API Documentation
Integrate DocServant into your systems to extract structured data from documents.
How the DocServant API works
DocServant uses a template-first approach to document extraction:
- Templates define the structure of extracted data
- Templates are created once in DocServant Studio
- The API processes documents against a template
- All processing is asynchronous
- Results are delivered via webhooks
Templates
Templates are the foundation of DocServant's extraction model.
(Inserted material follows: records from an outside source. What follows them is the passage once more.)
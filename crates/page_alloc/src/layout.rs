use core::ops::Range;

use crate::{PhysAddr, error::LayoutError, free_list::FreeList};

/// Bytes per page on the kernel's target.
pub const DEFAULT_PAGE_SIZE: usize = 4096;

/// Platform memory layout handed to the allocator at boot.
#[derive(Debug, Clone, Copy, PartialEq, Eq)]
pub struct MemoryLayout {
    /// First address after the kernel image.
    ///
    /// Defined by the linker script.
    pub kernel_end: PhysAddr,
    /// One past the last byte of physical RAM.
    pub phys_top: PhysAddr,
}

impl MemoryLayout {
    #[must_use]
    pub const fn new(kernel_end: PhysAddr, phys_top: PhysAddr) -> Self {
        Self {
            kernel_end,
            phys_top,
        }
    }

    /// Returns the page-aligned range of physical memory the allocator owns:
    /// from the first page boundary after the kernel image up to the last
    /// whole page below `phys_top`.
    pub fn managed_range<const PAGE_SIZE: usize>(&self) -> Result<Range<PhysAddr>, LayoutError> {
        if !PAGE_SIZE.is_power_of_two() || PAGE_SIZE < FreeList::<PAGE_SIZE>::MIN_PAGE_SIZE {
            return Err(LayoutError::InvalidPageSize(PAGE_SIZE));
        }

        let start = self.kernel_end.align_up(PAGE_SIZE);
        let end = self.phys_top.align_down(PAGE_SIZE);
        if start >= end || start.addr() == 0 {
            return Err(LayoutError::Empty {
                kernel_end: self.kernel_end,
                phys_top: self.phys_top,
            });
        }
        Ok(start..end)
    }
}

#[cfg(test)]
mod tests {
    use super::*;

    const PAGE_SIZE: usize = 4096;

    #[test]
    fn range_is_rounded_inwards() {
        let layout = MemoryLayout::new(PhysAddr::new(0x8002_1234), PhysAddr::new(0x8800_0800));
        let range = layout.managed_range::<PAGE_SIZE>().unwrap();
        assert_eq!(range.start, PhysAddr::new(0x8002_2000));
        assert_eq!(range.end, PhysAddr::new(0x8800_0000));
    }

    #[test]
    fn aligned_kernel_end_is_kept() {
        let layout = MemoryLayout::new(PhysAddr::new(0x8002_0000), PhysAddr::new(0x8003_0000));
        let range = layout.managed_range::<PAGE_SIZE>().unwrap();
        assert_eq!(range.start, PhysAddr::new(0x8002_0000));
    }

    #[test]
    fn empty_range_is_rejected() {
        let layout = MemoryLayout::new(PhysAddr::new(0x8002_0010), PhysAddr::new(0x8002_0ff0));
        assert_eq!(
            layout.managed_range::<PAGE_SIZE>(),
            Err(LayoutError::Empty {
                kernel_end: layout.kernel_end,
                phys_top: layout.phys_top,
            })
        );
    }

    #[test]
    fn bad_page_size_is_rejected() {
        let layout = MemoryLayout::new(PhysAddr::new(0x1000), PhysAddr::new(0x10000));
        assert_eq!(
            layout.managed_range::<3000>(),
            Err(LayoutError::InvalidPageSize(3000))
        );
        assert_eq!(
            layout.managed_range::<2>(),
            Err(LayoutError::InvalidPageSize(2))
        );
    }
}
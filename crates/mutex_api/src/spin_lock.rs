use core::{
    cell::UnsafeCell,
    fmt, hint,
    ops::{Deref, DerefMut},
    sync::atomic::{AtomicBool, Ordering},
};

use crate::Mutex;

/// A test-and-set spin lock.
///
/// Critical sections guarded by this lock must be short and must never
/// sleep. Interrupt masking is left to the caller.
#[derive(Default)]
pub struct SpinLock<T> {
    locked: AtomicBool,
    value: UnsafeCell<T>,
}

unsafe impl<T> Sync for SpinLock<T> where T: Send {}

impl<T> fmt::Debug for SpinLock<T> {
    fn fmt(&self, f: &mut fmt::Formatter<'_>) -> fmt::Result {
        f.debug_struct("SpinLock")
            .field("locked", &self.is_locked())
            .finish_non_exhaustive()
    }
}

impl<T> SpinLock<T> {
    pub const fn new(value: T) -> Self {
        Self {
            locked: AtomicBool::new(false),
            value: UnsafeCell::new(value),
        }
    }

    /// Acquires the lock.
    ///
    /// Loops (spins) until the lock is acquired.
    pub fn lock(&self) -> SpinLockGuard<'_, T> {
        // `Ordering::Acquire` keeps the critical section's loads and stores
        // from being hoisted above the acquisition.
        while self
            .locked
            .compare_exchange_weak(false, true, Ordering::Acquire, Ordering::Relaxed)
            .is_err()
        {
            while self.locked.load(Ordering::Relaxed) {
                hint::spin_loop();
            }
        }
        SpinLockGuard { lock: self }
    }

    /// Tries to acquire the lock without spinning.
    pub fn try_lock(&self) -> Option<SpinLockGuard<'_, T>> {
        self.locked
            .compare_exchange(false, true, Ordering::Acquire, Ordering::Relaxed)
            .ok()
            .map(|_| SpinLockGuard { lock: self })
    }

    /// Returns `true` if some context currently holds the lock.
    pub fn is_locked(&self) -> bool {
        self.locked.load(Ordering::Relaxed)
    }

    pub fn into_inner(self) -> T {
        self.value.into_inner()
    }

    fn release(&self) {
        // `Ordering::Release` publishes every store made in the critical
        // section before the lock is observed free.
        self.locked.store(false, Ordering::Release);
    }
}

impl<T> Mutex for SpinLock<T> {
    type Data = T;
    type Guard<'a>
        = SpinLockGuard<'a, T>
    where
        T: 'a;

    fn new(data: Self::Data) -> Self {
        Self::new(data)
    }

    fn lock(&self) -> Self::Guard<'_> {
        self.lock()
    }
}

pub struct SpinLockGuard<'a, T> {
    lock: &'a SpinLock<T>,
}

unsafe impl<T> Sync for SpinLockGuard<'_, T> where T: Sync {}

impl<T> Drop for SpinLockGuard<'_, T> {
    fn drop(&mut self) {
        self.lock.release();
    }
}

impl<T> Deref for SpinLockGuard<'_, T> {
    type Target = T;

    fn deref(&self) -> &Self::Target {
        unsafe { &*self.lock.value.get() }
    }
}

impl<T> DerefMut for SpinLockGuard<'_, T> {
    fn deref_mut(&mut self) -> &mut Self::Target {
        unsafe { &mut *self.lock.value.get() }
    }
}

#[cfg(test)]
mod tests {
    use std::{
        sync::{Arc, Barrier},
        thread,
    };

    use super::*;

    #[test]
    fn guard_releases_on_drop() {
        let lock = SpinLock::new(1);
        {
            let mut guard = lock.lock();
            *guard += 1;
            assert!(lock.is_locked());
            assert!(lock.try_lock().is_none());
        }
        assert!(!lock.is_locked());
        assert_eq!(*lock.try_lock().unwrap(), 2);
    }

    #[test]
    fn trait_lock_goes_through_spin_lock() {
        fn bump<M>(m: &M)
        where
            M: Mutex<Data = u32>,
        {
            *m.lock() += 1;
        }

        let lock = <SpinLock<u32> as Mutex>::new(0);
        bump(&lock);
        bump(&lock);
        assert_eq!(lock.into_inner(), 2);
    }

    #[test]
    fn concurrent_increments_are_serialized() {
        const THREADS: usize = 8;
        const ROUNDS: usize = 10_000;

        let lock = Arc::new(SpinLock::new(0_usize));
        let barrier = Arc::new(Barrier::new(THREADS));

        let handles = (0..THREADS)
            .map(|_| {
                let lock = Arc::clone(&lock);
                let barrier = Arc::clone(&barrier);
                thread::spawn(move || {
                    barrier.wait();
                    for _ in 0..ROUNDS {
                        *lock.lock() += 1;
                    }
                })
            })
            .collect::<Vec<_>>();

        for handle in handles {
            handle.join().unwrap();
        }
        assert_eq!(*lock.lock(), THREADS * ROUNDS);
    }
}
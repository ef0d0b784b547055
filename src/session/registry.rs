//! Session registry keyed by username.

use std::collections::HashMap;
use std::sync::Arc;

use chrono::{DateTime, Utc};
use tokio::sync::RwLock;
use tracing::debug;

use crate::{BoardError, Result};

/// A logged-in user's session.
///
/// Callers always receive owned copies; removing a session from the
/// registry can never invalidate a copy someone else is holding.
#[derive(Debug, Clone, PartialEq)]
pub struct Session {
    /// Username this session belongs to.
    pub username: String,
    /// Whether the user counts as logged in. Always true while the
    /// session is in the registry.
    pub login_flag: bool,
    /// When the session was created.
    pub logged_in_at: DateTime<Utc>,
}

impl Session {
    /// Create a session for a username, stamped now.
    pub fn new(username: impl Into<String>) -> Self {
        Self {
            username: username.into(),
            login_flag: true,
            logged_in_at: Utc::now(),
        }
    }
}

/// Registry of all active sessions, keyed by username.
///
/// Cloning the registry clones the handle; all clones see the same
/// sessions. At most one session exists per username, enforced by
/// doing the lookup and the insert under one write lock.
pub struct SessionRegistry {
    sessions: Arc<RwLock<HashMap<String, Session>>>,
}

impl SessionRegistry {
    /// Create an empty registry.
    pub fn new() -> Self {
        Self {
            sessions: Arc::new(RwLock::new(HashMap::new())),
        }
    }

    /// Find the session for a username.
    pub async fn find(&self, username: &str) -> Result<Option<Session>> {
        let username = valid_username(username)?;
        Ok(self.sessions.read().await.get(username).cloned())
    }

    /// Register a session for a username.
    ///
    /// Idempotent: if the user already has a session, that session is
    /// returned unchanged and nothing is created. Concurrent calls for
    /// the same username all observe the same single session.
    pub async fn register(&self, username: &str) -> Result<Session> {
        let username = valid_username(username)?;
        let mut sessions = self.sessions.write().await;

        if let Some(existing) = sessions.get(username) {
            debug!(username = %username, "register: session already present");
            return Ok(existing.clone());
        }

        let session = Session::new(username);
        sessions.insert(username.to_string(), session.clone());
        debug!(
            username = %username,
            total = sessions.len(),
            "registered session"
        );
        Ok(session)
    }

    /// Remove the session for a username.
    ///
    /// Returns true if a session was removed, false if the user had no
    /// session. Absence is not an error.
    pub async fn unregister(&self, username: &str) -> Result<bool> {
        let username = valid_username(username)?;
        let mut sessions = self.sessions.write().await;

        let removed = sessions.remove(username).is_some();
        if removed {
            debug!(
                username = %username,
                total = sessions.len(),
                "unregistered session"
            );
        } else {
            debug!(username = %username, "unregister: no session");
        }
        Ok(removed)
    }

    /// Whether a user currently has a session.
    pub async fn is_logged_in(&self, username: &str) -> Result<bool> {
        Ok(self.find(username).await?.is_some())
    }

    /// Number of active sessions.
    pub async fn count(&self) -> usize {
        self.sessions.read().await.len()
    }

    /// Usernames of all active sessions.
    pub async fn usernames(&self) -> Vec<String> {
        self.sessions.read().await.keys().cloned().collect()
    }
}

impl Default for SessionRegistry {
    fn default() -> Self {
        Self::new()
    }
}

impl Clone for SessionRegistry {
    fn clone(&self) -> Self {
        Self {
            sessions: Arc::clone(&self.sessions),
        }
    }
}

/// Reject empty and whitespace-only usernames.
fn valid_username(username: &str) -> Result<&str> {
    if username.trim().is_empty() {
        return Err(BoardError::InvalidUsername);
    }
    Ok(username)
}

#[cfg(test)]
mod tests {
    use super::*;

    #[tokio::test]
    async fn test_register_and_find() {
        let registry = SessionRegistry::new();

        let session = registry.register("alice").await.unwrap();
        assert_eq!(session.username, "alice");
        assert!(session.login_flag);

        let found = registry.find("alice").await.unwrap();
        assert_eq!(found, Some(session));
    }

    #[tokio::test]
    async fn test_find_absent() {
        let registry = SessionRegistry::new();
        assert_eq!(registry.find("nobody").await.unwrap(), None);
    }

    #[tokio::test]
    async fn test_register_idempotent() {
        let registry = SessionRegistry::new();

        let first = registry.register("alice").await.unwrap();
        let second = registry.register("alice").await.unwrap();

        assert_eq!(first, second);
        assert_eq!(first.logged_in_at, second.logged_in_at);
        assert_eq!(registry.count().await, 1);
    }

    #[tokio::test]
    async fn test_unregister() {
        let registry = SessionRegistry::new();
        registry.register("alice").await.unwrap();

        assert!(registry.unregister("alice").await.unwrap());
        assert_eq!(registry.find("alice").await.unwrap(), None);
        assert_eq!(registry.count().await, 0);
    }

    #[tokio::test]
    async fn test_unregister_absent_is_not_an_error() {
        let registry = SessionRegistry::new();
        assert!(!registry.unregister("nobody").await.unwrap());
    }

    #[tokio::test]
    async fn test_register_after_unregister_is_fresh() {
        let registry = SessionRegistry::new();

        let first = registry.register("alice").await.unwrap();
        registry.unregister("alice").await.unwrap();
        let second = registry.register("alice").await.unwrap();

        assert_eq!(second.username, "alice");
        assert!(second.logged_in_at >= first.logged_in_at);
        assert_eq!(registry.count().await, 1);
    }

    #[tokio::test]
    async fn test_empty_username_rejected() {
        let registry = SessionRegistry::new();

        assert!(matches!(
            registry.register("").await,
            Err(BoardError::InvalidUsername)
        ));
        assert!(matches!(
            registry.find("").await,
            Err(BoardError::InvalidUsername)
        ));
        assert!(matches!(
            registry.unregister("").await,
            Err(BoardError::InvalidUsername)
        ));
    }

    #[tokio::test]
    async fn test_whitespace_username_rejected() {
        let registry = SessionRegistry::new();
        assert!(matches!(
            registry.register("   ").await,
            Err(BoardError::InvalidUsername)
        ));
        assert!(matches!(
            registry.register("\t\n").await,
            Err(BoardError::InvalidUsername)
        ));
    }

    #[tokio::test]
    async fn test_is_logged_in() {
        let registry = SessionRegistry::new();

        assert!(!registry.is_logged_in("alice").await.unwrap());
        registry.register("alice").await.unwrap();
        assert!(registry.is_logged_in("alice").await.unwrap());
        registry.unregister("alice").await.unwrap();
        assert!(!registry.is_logged_in("alice").await.unwrap());
    }

    #[tokio::test]
    async fn test_usernames() {
        let registry = SessionRegistry::new();
        registry.register("alice").await.unwrap();
        registry.register("bob").await.unwrap();

        let names = registry.usernames().await;
        assert_eq!(names.len(), 2);
        assert!(names.contains(&"alice".to_string()));
        assert!(names.contains(&"bob".to_string()));
    }

    #[tokio::test]
    async fn test_clone_shares_state() {
        let registry = SessionRegistry::new();
        let other = registry.clone();

        registry.register("alice").await.unwrap();
        assert!(other.is_logged_in("alice").await.unwrap());

        other.unregister("alice").await.unwrap();
        assert_eq!(registry.count().await, 0);
    }

    #[tokio::test]
    async fn test_snapshot_survives_removal() {
        let registry = SessionRegistry::new();

        let session = registry.register("alice").await.unwrap();
        registry.unregister("alice").await.unwrap();

        // The copy handed out earlier is still intact.
        assert_eq!(session.username, "alice");
        assert!(session.login_flag);
    }
}
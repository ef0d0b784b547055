//! Row models for the content store.
//!
//! Threads and posts are rows in an append-only, spreadsheet-style
//! store. Identifiers are assigned by the caller (see
//! [`crate::board::IdAllocator`]); the store never invents ids.

use chrono::{DateTime, Utc};
use serde::{Deserialize, Serialize};

/// Thread entity representing a discussion thread.
#[derive(Debug, Clone, PartialEq, Serialize, Deserialize)]
pub struct Thread {
    /// Unique thread ID.
    pub thread_id: i64,
    /// Thread title.
    pub title: String,
    /// Thread creation timestamp (UTC).
    pub created_at: DateTime<Utc>,
}

/// Post entity representing a single message inside a thread.
#[derive(Debug, Clone, PartialEq, Serialize, Deserialize)]
pub struct Post {
    /// ID of the thread this post belongs to.
    pub thread_id: i64,
    /// Post ID, sequential within the thread.
    pub post_id: i64,
    /// Username of the author.
    pub author: String,
    /// Post creation timestamp (UTC).
    pub created_at: DateTime<Utc>,
    /// Post body text.
    pub body: String,
}

/// Data for appending a new thread row.
#[derive(Debug, Clone)]
pub struct NewThread {
    /// Caller-allocated thread ID.
    pub thread_id: i64,
    /// Thread title.
    pub title: String,
    /// Creation timestamp (UTC).
    pub created_at: DateTime<Utc>,
}

impl NewThread {
    /// Create a new thread row with the current timestamp.
    pub fn new(thread_id: i64, title: impl Into<String>) -> Self {
        Self {
            thread_id,
            title: title.into(),
            created_at: Utc::now(),
        }
    }

    /// Override the creation timestamp.
    pub fn created_at(mut self, at: DateTime<Utc>) -> Self {
        self.created_at = at;
        self
    }
}

/// Data for appending a new post row.
#[derive(Debug, Clone)]
pub struct NewPost {
    /// ID of the thread to post into.
    pub thread_id: i64,
    /// Caller-allocated post ID.
    pub post_id: i64,
    /// Username of the author.
    pub author: String,
    /// Creation timestamp (UTC).
    pub created_at: DateTime<Utc>,
    /// Post body text.
    pub body: String,
}

impl NewPost {
    /// Create a new post row with the current timestamp.
    pub fn new(
        thread_id: i64,
        post_id: i64,
        author: impl Into<String>,
        body: impl Into<String>,
    ) -> Self {
        Self {
            thread_id,
            post_id,
            author: author.into(),
            created_at: Utc::now(),
            body: body.into(),
        }
    }

    /// Override the creation timestamp.
    pub fn created_at(mut self, at: DateTime<Utc>) -> Self {
        self.created_at = at;
        self
    }
}

#[cfg(test)]
mod tests {
    use super::*;
    use chrono::TimeZone;

    #[test]
    fn test_new_thread() {
        let row = NewThread::new(3, "Test Thread");
        assert_eq!(row.thread_id, 3);
        assert_eq!(row.title, "Test Thread");
    }

    #[test]
    fn test_new_thread_created_at() {
        let at = Utc.with_ymd_and_hms(2024, 1, 15, 10, 30, 0).unwrap();
        let row = NewThread::new(1, "Old Thread").created_at(at);
        assert_eq!(row.created_at, at);
    }

    #[test]
    fn test_new_post() {
        let row = NewPost::new(3, 2, "alice", "hello");
        assert_eq!(row.thread_id, 3);
        assert_eq!(row.post_id, 2);
        assert_eq!(row.author, "alice");
        assert_eq!(row.body, "hello");
    }

    #[test]
    fn test_thread_serde_round_trip() {
        let thread = Thread {
            thread_id: 7,
            title: "Serde".to_string(),
            created_at: Utc.with_ymd_and_hms(2024, 1, 15, 10, 30, 0).unwrap(),
        };
        let json = serde_json::to_string(&thread).unwrap();
        let back: Thread = serde_json::from_str(&json).unwrap();
        assert_eq!(back, thread);
    }

    #[test]
    fn test_post_deserialize_from_row_json() {
        let json = r#"{
            "thread_id": 2,
            "post_id": 5,
            "author": "bob",
            "created_at": "2024-01-15T10:30:00Z",
            "body": "first!"
        }"#;
        let post: Post = serde_json::from_str(json).unwrap();
        assert_eq!(post.thread_id, 2);
        assert_eq!(post.post_id, 5);
        assert_eq!(post.author, "bob");
        assert_eq!(post.body, "first!");
    }
}
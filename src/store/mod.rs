//! Content store module for sheetboard.
//!
//! This module provides the storage boundary of the board:
//! - The `ContentStore` trait, the contract every backend implements
//! - Row models for threads, posts and append payloads
//! - `SheetStore`, the HTTP client for a spreadsheet-style row API
//! - `MemoryStore`, an in-process backend for tests and local runs
//!
//! The store is append/query only and offers no transactions; every
//! call may observe state written by other calls in flight. Callers
//! that need ordering (id allocation in particular) must serialize
//! above this interface.

mod memory;
mod sheet;
mod types;

pub use memory::MemoryStore;
pub use sheet::SheetStore;
pub use types::{NewPost, NewThread, Post, Thread};

use async_trait::async_trait;

use crate::Result;

/// Contract for the external content store.
///
/// Implementations must be safe to share across tasks; all methods
/// take `&self`. Failures surface as
/// [`BoardError::StoreUnavailable`](crate::BoardError::StoreUnavailable)
/// and are never retried at this layer.
#[async_trait]
pub trait ContentStore: Send + Sync {
    /// List all thread rows, in storage order.
    async fn list_threads(&self) -> Result<Vec<Thread>>;

    /// List all post rows of one thread, in storage order.
    async fn list_posts(&self, thread_id: i64) -> Result<Vec<Post>>;

    /// Append a thread row. The id comes from the caller.
    async fn append_thread(&self, row: &NewThread) -> Result<Thread>;

    /// Append a post row. Both ids come from the caller.
    async fn append_post(&self, row: &NewPost) -> Result<Post>;

    /// Whether a user row with this username exists.
    async fn username_exists(&self, username: &str) -> Result<bool>;

    /// Append a user row. Returns false if the username was taken.
    async fn create_user(&self, username: &str, password: &str) -> Result<bool>;

    /// Whether the username/password pair matches a stored user row.
    async fn check_credentials(&self, username: &str, password: &str) -> Result<bool>;
}
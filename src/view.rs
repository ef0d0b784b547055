//! Per-response view state.
//!
//! Everything a renderer needs to know about the viewer lives in one
//! owned value, built fresh for each response from a registry
//! snapshot. Overlapping requests each get their own context, so no
//! request can repaint another's page.

use chrono::{DateTime, Utc};

use crate::datetime::format_utc_datetime_default;
use crate::session::{Session, SessionRegistry};
use crate::Result;

/// Which banner a page shows.
#[derive(Debug, Clone, Copy, PartialEq, Eq, Default)]
pub enum Banner {
    /// Front-page banner for anonymous viewers.
    #[default]
    Top,
    /// Member banner with the logged-in navigation.
    Logged,
}

/// Display state for one response.
#[derive(Debug, Clone)]
pub struct ViewContext {
    /// Username of the viewer, if logged in.
    pub current_user: Option<String>,
    /// Whether the viewer has an active session.
    pub logged_in: bool,
    /// Banner variant for this page.
    pub banner: Banner,
    /// Set on the response that completed a registration.
    pub just_registered: bool,
    /// One-shot message for this response (e.g. a duplicate-username
    /// rejection).
    pub notice: Option<String>,
    timezone: String,
}

impl ViewContext {
    /// Context for an anonymous viewer.
    pub fn anonymous(timezone: impl Into<String>) -> Self {
        Self {
            current_user: None,
            logged_in: false,
            banner: Banner::Top,
            just_registered: false,
            notice: None,
            timezone: timezone.into(),
        }
    }

    /// Context from an optional session snapshot.
    pub fn from_session(session: Option<&Session>, timezone: impl Into<String>) -> Self {
        match session {
            Some(session) => Self {
                current_user: Some(session.username.clone()),
                logged_in: session.login_flag,
                banner: Banner::Logged,
                just_registered: false,
                notice: None,
                timezone: timezone.into(),
            },
            None => Self::anonymous(timezone),
        }
    }

    /// Context for a named viewer, looked up in the registry.
    ///
    /// A username without a session yields the anonymous context; the
    /// page simply renders logged out.
    pub async fn for_user(
        registry: &SessionRegistry,
        username: &str,
        timezone: impl Into<String>,
    ) -> Result<Self> {
        let session = registry.find(username).await?;
        Ok(Self::from_session(session.as_ref(), timezone))
    }

    /// Attach a one-shot notice.
    pub fn with_notice(mut self, notice: impl Into<String>) -> Self {
        self.notice = Some(notice.into());
        self
    }

    /// Mark this response as the one completing a registration.
    pub fn with_just_registered(mut self) -> Self {
        self.just_registered = true;
        self
    }

    /// Format a row timestamp in the viewer's timezone.
    pub fn format_timestamp(&self, at: &DateTime<Utc>) -> String {
        format_utc_datetime_default(at, &self.timezone)
    }
}
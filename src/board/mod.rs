//! Board module for sheetboard.
//!
//! This module provides the write path of the board:
//! - Sequential id allocation for threads and per-thread posts
//! - Thread and post creation with validation
//! - Read pass-throughs for listings

mod allocator;
mod service;

pub use allocator::IdAllocator;
pub use service::{thread_slug, BoardService, ThreadCreation, MAX_BODY_LENGTH, MAX_TITLE_LENGTH};
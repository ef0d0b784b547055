//! Configuration module for sheetboard.

use serde::Deserialize;
use std::path::Path;

use crate::{BoardError, Result};

/// Server configuration.
#[derive(Debug, Clone, Deserialize)]
pub struct ServerConfig {
    /// Host address to bind.
    #[serde(default = "default_host")]
    pub host: String,
    /// Port number to listen on.
    #[serde(default = "default_port")]
    pub port: u16,
    /// Timezone for displaying dates (e.g., "Asia/Tokyo", "UTC").
    #[serde(default = "default_timezone")]
    pub timezone: String,
}

fn default_host() -> String {
    "0.0.0.0".to_string()
}

fn default_port() -> u16 {
    8016
}

fn default_timezone() -> String {
    "UTC".to_string()
}

impl Default for ServerConfig {
    fn default() -> Self {
        Self {
            host: default_host(),
            port: default_port(),
            timezone: default_timezone(),
        }
    }
}

/// Content store configuration.
#[derive(Debug, Clone, Deserialize)]
pub struct StoreConfig {
    /// Store backend: "memory" or "sheet".
    #[serde(default = "default_store_backend")]
    pub backend: String,
    /// Base URL of the sheet row API (required for the sheet backend).
    #[serde(default)]
    pub base_url: String,
    /// API token sent as a bearer credential. Empty means no auth header.
    #[serde(default)]
    pub api_token: String,
    /// Tab holding thread rows.
    #[serde(default = "default_threads_tab")]
    pub threads_tab: String,
    /// Tab holding post rows.
    #[serde(default = "default_posts_tab")]
    pub posts_tab: String,
    /// Tab holding user rows.
    #[serde(default = "default_users_tab")]
    pub users_tab: String,
    /// Connection timeout in seconds.
    #[serde(default = "default_store_connect_timeout")]
    pub connect_timeout_secs: u64,
    /// Read timeout in seconds.
    #[serde(default = "default_store_read_timeout")]
    pub read_timeout_secs: u64,
    /// Total request timeout in seconds.
    #[serde(default = "default_store_total_timeout")]
    pub total_timeout_secs: u64,
    /// Maximum number of redirects.
    #[serde(default = "default_store_max_redirects")]
    pub max_redirects: usize,
}

fn default_store_backend() -> String {
    "memory".to_string()
}

fn default_threads_tab() -> String {
    "threads".to_string()
}

fn default_posts_tab() -> String {
    "posts".to_string()
}

fn default_users_tab() -> String {
    "users".to_string()
}

fn default_store_connect_timeout() -> u64 {
    10
}

fn default_store_read_timeout() -> u64 {
    20
}

fn default_store_total_timeout() -> u64 {
    30
}

fn default_store_max_redirects() -> usize {
    5
}

impl Default for StoreConfig {
    fn default() -> Self {
        Self {
            backend: default_store_backend(),
            base_url: String::new(),
            api_token: String::new(),
            threads_tab: default_threads_tab(),
            posts_tab: default_posts_tab(),
            users_tab: default_users_tab(),
            connect_timeout_secs: default_store_connect_timeout(),
            read_timeout_secs: default_store_read_timeout(),
            total_timeout_secs: default_store_total_timeout(),
            max_redirects: default_store_max_redirects(),
        }
    }
}

/// Logging configuration.
#[derive(Debug, Clone, Deserialize)]
pub struct LoggingConfig {
    /// Log level (trace, debug, info, warn, error).
    #[serde(default = "default_log_level")]
    pub level: String,
    /// Path to the log file.
    #[serde(default = "default_log_file")]
    pub file: String,
}

fn default_log_level() -> String {
    "info".to_string()
}

fn default_log_file() -> String {
    "logs/sheetboard.log".to_string()
}

impl Default for LoggingConfig {
    fn default() -> Self {
        Self {
            level: default_log_level(),
            file: default_log_file(),
        }
    }
}

/// Main configuration structure.
#[derive(Debug, Clone, Deserialize, Default)]
pub struct Config {
    /// Server configuration.
    #[serde(default)]
    pub server: ServerConfig,
    /// Content store configuration.
    #[serde(default)]
    pub store: StoreConfig,
    /// Logging configuration.
    #[serde(default)]
    pub logging: LoggingConfig,
}

impl Config {
    /// Load configuration from a TOML file.
    pub fn load<P: AsRef<Path>>(path: P) -> Result<Self> {
        let content = std::fs::read_to_string(path.as_ref()).map_err(BoardError::Io)?;
        Self::parse(&content)
    }

    /// Load configuration from a TOML file and apply environment variable overrides.
    pub fn load_with_env<P: AsRef<Path>>(path: P) -> Result<Self> {
        let mut config = Self::load(path)?;
        config.apply_env_overrides();
        Ok(config)
    }

    /// Parse configuration from a TOML string.
    pub fn parse(s: &str) -> Result<Self> {
        toml::from_str(s).map_err(|e| BoardError::Validation(format!("config parse error: {e}")))
    }

    /// Apply environment variable overrides to the configuration.
    ///
    /// Supported environment variables:
    /// - `SHEETBOARD_STORE_TOKEN`: Override the store API token
    pub fn apply_env_overrides(&mut self) {
        // Store token from environment variable (highest priority)
        if let Ok(token) = std::env::var("SHEETBOARD_STORE_TOKEN") {
            if !token.is_empty() {
                self.store.api_token = token;
            }
        }
    }

    /// Validate the configuration.
    ///
    /// Returns an error if:
    /// - The store backend is not one of "memory" / "sheet"
    /// - The sheet backend is selected but base_url is missing or not a valid URL
    pub fn validate(&self) -> Result<()> {
        match self.store.backend.as_str() {
            "memory" => {}
            "sheet" => {
                if self.store.base_url.is_empty() {
                    return Err(BoardError::Validation(
                        "store backend is \"sheet\" but base_url is not set. \
                         Set it in config.toml."
                            .to_string(),
                    ));
                }
                url::Url::parse(&self.store.base_url).map_err(|e| {
                    BoardError::Validation(format!("store base_url is not a valid URL: {e}"))
                })?;
            }
            other => {
                return Err(BoardError::Validation(format!(
                    "unknown store backend {other:?} (expected \"memory\" or \"sheet\")"
                )));
            }
        }
        Ok(())
    }
}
Every API request references a template ID.
What templates define
- The fields to extract from documents
- Data types and formats for each field
- How fields map to spreadsheet columns
- Validation rules and transformations
Creating templates
Templates are created and managed in DocServant Studio. Upload a sample document, define your columns, and the template is ready to use via the API.
Quick Start
The typical workflow for integrating DocServant:
Create a template in DocServant Studio
Upload a sample document, define columns, and configure extraction settings.
Generate an API key
Go to the Developers section in your account to create and manage API keys.
Send documents to the API with a template ID
POST documents to /run referencing your template.
Receive structured results via webhook
Register a webhook to receive real-time event notifications — runs, templates, users, and more.
Authentication
All API requests must include your API key in the Authorization header using the Bearer scheme.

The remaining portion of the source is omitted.